The wastewater second lien bonds carry an A rating and stable outlook from S&P Global Ratings and AA-minus with a stable outlook from Kroll Bond Rating Agency. The city has about $1.7 billion of sewer debt, almost all issued under the second lien.

Debt service coverage of 1.84 times is expected this year and it falls to 1.53 times in 2019, nearly bumping up against a 1.5 times requirement.

The wastewater program calls for the replacement or upgrade of 699 miles of sewer line. The wastewater system’s 10 year capital program calls for $1.2 billion in spending through 2021. The system has 490,000 accounts.

Emanuel won phased in, double-digit water and sewer rate increases to accelerate capital spending soon after taking office in 2011 and since 2016 rate hikes are tied to the consumer price index. Rates will rise 1.83% this year and 1.5% next year.

The city stresses in the presentation that is has shown a “willingness to raise rates to fund necessary improvements and we have a very high collection rate” as it can discontinue water service and place liens.

The credit profile benefits from strong enterprise systems, affordable rates, strong financial performance and capital planning, but face strains posed by the city’s overall fiscal pressures.

Deputy chief financial officer Kelly Flannery stresses in the investor presentation that system revenues are legally required to be used for sewer system purposes.

“Nevertheless, it is unclear how current or future management might interpret this restriction if the general city operations enter a period of prolonged and significant financial stress,” S&P wrote.

The city is dipping into the water/sewer system revenues as permitted to help cover rising pension payments for employees working in those systems and the city has yet to identify future additional revenue sources to cover a big jump in payments expected in 2023.

The water bonds carry an A rating and stable outlook from S&P and are rated AA with a stable outlook from Kroll.
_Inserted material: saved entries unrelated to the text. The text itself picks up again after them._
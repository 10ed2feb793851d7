//! Log setup for the binary and for embedders that want the same output.
//!
//! Events go to stderr so stdout stays clean for JSON and context output.
//! `RUST_LOG` takes precedence over the configured filter:
//!
//! ```bash
//! RUST_LOG=debug code-context watch .
//! RUST_LOG=code_context::watcher=trace code-context watch .
//! ```

use std::sync::Once;

use tracing_subscriber::layer::SubscriberExt;
use tracing_subscriber::util::SubscriberInitExt;
use tracing_subscriber::{EnvFilter, Layer};

use crate::config::LoggingConfig;

static INIT: Once = Once::new();

/// Install the global subscriber. Only the first call takes effect.
pub fn init_with_config(config: &LoggingConfig) {
    INIT.call_once(|| {
        let filter = if std::env::var("RUST_LOG").is_ok() {
            EnvFilter::from_default_env()
        } else {
            EnvFilter::new(config.directives())
        };

        let fmt_layer = tracing_subscriber::fmt::layer()
            .with_writer(std::io::stderr)
            .with_target(true)
            .with_level(true)
            .with_filter(filter);

        // A host application may already own the global subscriber.
        let _ = tracing_subscriber::registry().with(fmt_layer).try_init();
    });
}
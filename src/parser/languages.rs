use tree_sitter::Language;

/// Source file extensions the scanner and watcher pick up.
pub const SOURCE_EXTENSIONS: &[&str] = &["ts", "tsx", "mts", "cts", "js", "jsx", "mjs", "cjs"];

/// True when `ext` is one of [`SOURCE_EXTENSIONS`].
pub fn is_source_extension(ext: &str) -> bool {
    SOURCE_EXTENSIONS.contains(&ext)
}

/// Grammar family for a file extension.
#[derive(Debug, Clone, Copy, PartialEq, Eq)]
pub enum Grammar {
    TypeScript,
    Tsx,
    JavaScript,
}

impl Grammar {
    /// Pick the grammar for a file extension, or `None` if the extension is not supported.
    ///
    /// `.ts` and `.tsx` MUST use different grammars: the TypeScript grammar cannot
    /// parse JSX, and the TSX grammar breaks angle-bracket type assertions (`<T>expr`).
    /// The JavaScript grammar handles JSX natively.
    pub fn for_extension(ext: &str) -> Option<Self> {
        match ext {
            "ts" | "mts" | "cts" => Some(Grammar::TypeScript),
            "tsx" => Some(Grammar::Tsx),
            "js" | "jsx" | "mjs" | "cjs" => Some(Grammar::JavaScript),
            _ => None,
        }
    }

    pub fn language(&self) -> Language {
        match self {
            Grammar::TypeScript => tree_sitter_typescript::LANGUAGE_TYPESCRIPT.into(),
            Grammar::Tsx => tree_sitter_typescript::LANGUAGE_TSX.into(),
            Grammar::JavaScript => tree_sitter_javascript::LANGUAGE.into(),
        }
    }
}
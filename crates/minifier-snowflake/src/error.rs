use jiff::Timestamp;
use thiserror::Error;

/// Errors returned by Snowflake initialization and ID generation.
#[derive(Debug, Clone, Error, PartialEq, Eq)]
pub enum Error {
    #[error("invalid node id {node_id}; expected 0..={max_node_id}")]
    InvalidNodeId { node_id: u16, max_node_id: u16 },
    #[error("epoch is ahead of current clock time: epoch={epoch}, now={now}")]
    EpochAhead { epoch: Timestamp, now: Timestamp },
    #[error("clock moved backwards by {behind_millis}ms")]
    ClockMovedBackwards { behind_millis: i64 },
    #[error("timestamp field exhausted; the epoch is too far in the past")]
    OverTimeLimit,
    #[error("generator state lock is poisoned")]
    StatePoisoned,
}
The city has $2.47 billion of water backed bonds almost all issued under the second lien. Coverage of 2.19 times is expected this year but falls to 1.81 times in 2019, compared to a 1.10 times requirement.

The city’s 10-year water infrastructure program calls for spending $2 billion through 2021 to upgrade 880 miles of 100-year-old water mains, install meters, and upgrade steam powered pumping stations and two water treatment facilities.

The city delivers treated water to an 800-square-mile region that includes 125 suburban communities serving a population of 5.3 million. Rates will rise 1.83% this year.

“Approved rate increases and expense control, both for operating and capital expenses, should help support the rating at its current level,” S&P said of the water credit.

Moody’s Investors Service was not asked to rate the upcoming issues. It assigns ratings in the Baa category to past issues it had rated.

The city is expected to return to the market in early summer with a new money and refunding issuance of O'Hare International Airport revenue bonds.